* Work item *
Your task is to filter the entries and copy every line containing the string "filename".

* Provided records *
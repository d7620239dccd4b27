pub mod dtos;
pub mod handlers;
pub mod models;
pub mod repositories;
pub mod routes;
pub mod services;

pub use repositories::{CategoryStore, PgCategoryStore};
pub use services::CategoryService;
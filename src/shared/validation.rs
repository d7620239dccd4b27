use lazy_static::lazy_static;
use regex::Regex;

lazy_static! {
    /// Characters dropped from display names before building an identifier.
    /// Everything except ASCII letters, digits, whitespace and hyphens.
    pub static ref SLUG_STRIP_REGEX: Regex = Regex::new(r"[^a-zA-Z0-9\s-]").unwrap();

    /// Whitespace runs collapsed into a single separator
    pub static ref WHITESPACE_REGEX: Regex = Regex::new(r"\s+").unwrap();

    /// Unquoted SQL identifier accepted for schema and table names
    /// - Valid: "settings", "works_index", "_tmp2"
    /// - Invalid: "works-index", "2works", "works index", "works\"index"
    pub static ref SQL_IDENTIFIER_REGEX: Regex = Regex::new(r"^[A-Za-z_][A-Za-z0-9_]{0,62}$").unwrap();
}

...

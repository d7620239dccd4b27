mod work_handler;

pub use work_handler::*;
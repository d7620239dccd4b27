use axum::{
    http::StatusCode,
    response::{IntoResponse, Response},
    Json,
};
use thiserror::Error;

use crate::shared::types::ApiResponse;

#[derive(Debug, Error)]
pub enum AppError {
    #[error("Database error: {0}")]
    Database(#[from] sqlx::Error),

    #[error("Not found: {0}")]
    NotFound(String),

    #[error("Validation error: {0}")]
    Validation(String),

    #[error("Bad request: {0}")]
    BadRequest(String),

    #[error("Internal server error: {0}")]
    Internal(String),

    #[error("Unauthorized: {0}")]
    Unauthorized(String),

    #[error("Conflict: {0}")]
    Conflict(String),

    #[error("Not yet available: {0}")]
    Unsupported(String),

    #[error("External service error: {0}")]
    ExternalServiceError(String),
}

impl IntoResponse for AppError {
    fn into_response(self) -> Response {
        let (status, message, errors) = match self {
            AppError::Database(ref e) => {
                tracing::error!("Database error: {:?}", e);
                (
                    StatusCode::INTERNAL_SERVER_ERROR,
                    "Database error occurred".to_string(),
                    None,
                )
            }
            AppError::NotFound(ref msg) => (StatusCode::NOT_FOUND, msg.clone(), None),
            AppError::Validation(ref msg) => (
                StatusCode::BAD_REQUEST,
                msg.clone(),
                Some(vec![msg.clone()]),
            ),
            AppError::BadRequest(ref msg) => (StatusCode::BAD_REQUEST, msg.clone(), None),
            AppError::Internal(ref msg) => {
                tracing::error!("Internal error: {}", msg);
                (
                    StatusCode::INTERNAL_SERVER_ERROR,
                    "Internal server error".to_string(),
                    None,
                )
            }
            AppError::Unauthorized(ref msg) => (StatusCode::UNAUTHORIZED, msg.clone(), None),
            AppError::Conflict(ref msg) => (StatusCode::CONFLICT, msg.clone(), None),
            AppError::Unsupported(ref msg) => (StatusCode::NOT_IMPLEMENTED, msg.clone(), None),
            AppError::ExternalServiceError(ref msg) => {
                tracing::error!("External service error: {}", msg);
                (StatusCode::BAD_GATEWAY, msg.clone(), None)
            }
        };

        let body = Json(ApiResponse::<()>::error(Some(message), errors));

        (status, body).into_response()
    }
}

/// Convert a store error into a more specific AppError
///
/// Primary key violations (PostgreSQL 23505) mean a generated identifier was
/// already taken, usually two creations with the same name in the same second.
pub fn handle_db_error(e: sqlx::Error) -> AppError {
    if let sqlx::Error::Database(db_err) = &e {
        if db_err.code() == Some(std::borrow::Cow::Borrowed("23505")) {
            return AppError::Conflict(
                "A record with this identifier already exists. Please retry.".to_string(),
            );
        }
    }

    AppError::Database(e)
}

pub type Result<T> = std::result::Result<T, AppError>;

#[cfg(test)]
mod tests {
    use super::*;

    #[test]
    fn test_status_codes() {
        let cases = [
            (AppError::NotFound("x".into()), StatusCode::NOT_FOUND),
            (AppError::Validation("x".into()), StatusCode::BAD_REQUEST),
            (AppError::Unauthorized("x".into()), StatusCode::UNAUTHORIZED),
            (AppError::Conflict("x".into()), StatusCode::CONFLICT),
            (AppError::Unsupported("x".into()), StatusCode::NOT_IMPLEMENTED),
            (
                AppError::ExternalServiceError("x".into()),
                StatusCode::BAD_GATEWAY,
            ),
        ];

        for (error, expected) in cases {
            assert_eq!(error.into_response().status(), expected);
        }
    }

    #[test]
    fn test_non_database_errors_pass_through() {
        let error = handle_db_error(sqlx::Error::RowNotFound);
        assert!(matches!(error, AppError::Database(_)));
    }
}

==

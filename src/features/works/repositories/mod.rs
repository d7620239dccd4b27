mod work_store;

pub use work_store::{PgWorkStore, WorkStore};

* Answer to this exercise *
filename src/shared/validation.rs
filename src/features/works/repositories/mod.rs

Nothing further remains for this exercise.